Even in places where it makes a lot of sense to take the train, travelers tell me they’d rather not. “If I can, I drive into New York,” admits Nancy Hassel, who runs a membership organization in Babylon, NY. “Is there traffic to get there? Yes, but not always – and most times it is just in the same congested places you can expect. But I am in my own car, not depending on if the train is late, or if there are electrical problems.”
I suspect most Americans feel a lot like Wayne Schoeneberg, which is to say, they’d use more mass transit if they could.
“When I go to cities that have it, I use it as my primary means of transportation — places like New York, Paris or London,” says Schoeneberg, a life coach “Sadly, I live in St. Louis, where mass transit is an afterthought. Trains in the Midwest are abysmal. The routes, schedules and service are all sub par.”
Michael Brein doesn’t buy our excuses. He’s the author of a series of guidebooks that advise tourists how to use mass transit, and before he started writing them, he heard all the reasons why we don’t ride, including mine about the math. His favorite one? When he was researching the edition on Los Angeles, the naysayers said the city was just too spread out and that visiting without a car “couldn’t be done.”
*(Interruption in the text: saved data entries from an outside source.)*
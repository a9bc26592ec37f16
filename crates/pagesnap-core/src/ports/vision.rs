//! 비전(프레임 품질 게이트) 포트.
//!
//! 구현: `pagesnap-vision` crate. 프레임 소스/추출기 포트는 픽셀 버퍼
//! 타입에 묶여 있어 `pagesnap-vision` 쪽에 정의한다.

use crate::models::frame::GuideRegion;

/// 가이드 영역 공급자 — 뷰파인더 렌더러가 구현
///
/// 코어는 렌더링 기술을 가정하지 않는다. 가이드 요소나 컨테이너가 아직
/// 레이아웃되지 않았으면 `None`을 반환하고, 해당 틱은 스킵된다.
pub trait GuideRegionProvider {
    /// 현재 가이드 사각형과 컨테이너 치수 반환
    fn guide_region(&self) -> Option<GuideRegion>;
}

/// 고정 가이드 영역 공급자 — 레이아웃이 변하지 않는 UI 및 테스트용
#[derive(Debug, Clone, Copy)]
pub struct FixedGuide(pub GuideRegion);

impl GuideRegionProvider for FixedGuide {
    fn guide_region(&self) -> Option<GuideRegion> {
        Some(self.0)
    }
}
“Turns out that in a huge, sprawling metropolis such as LA, you can easily and comfortably get to the top 50 visitor attractions using LA’s, Red Line subway as well as the other color light rail lines, and express buses,” says Brein. “There is no cheaper way.”
The conflict between drivers and riders exists because the solution isn’t easy. But here it is, nonetheless: Our buses, trains and subways will never be first-rate until they become a priority, and they won’t become a priority until we stop making excuses. It could take a generation or more, but as Simon Tam, who works for the nonprofit Oregon Environmental Council, notes, it is happening.
“A new generation of Americans is slowly shifting their opinions,” he says.
OK — I’m ready to give the Blue Line one more try.
How to overcome mass-transit phobia
Do your homework.
The first step is always the hardest. “To figure out how and where to take a bus or train, just go to the public transit system’s website,” advises Michael Melaniphy, APTA’s president. “Look for a section on trip planning, schedules, and fares. I think you will be surprised how much information is available and how it can be personalized for your travel needs.”
Consider the benefits.
Using public transportation means you have more time to do things you enjoy. Instead of being stuck in a traffic jam, you can read a book, text or email, or even take a nap, according to mass transit advocates. Plus, there’s often no better way of seeing a new city.
Download an app.
New apps like Moovit have demystified the ridership experience. They let you know the precise location of the train station or bus stop and can even tell you when the next subway is scheduled to arrive. No more guessing.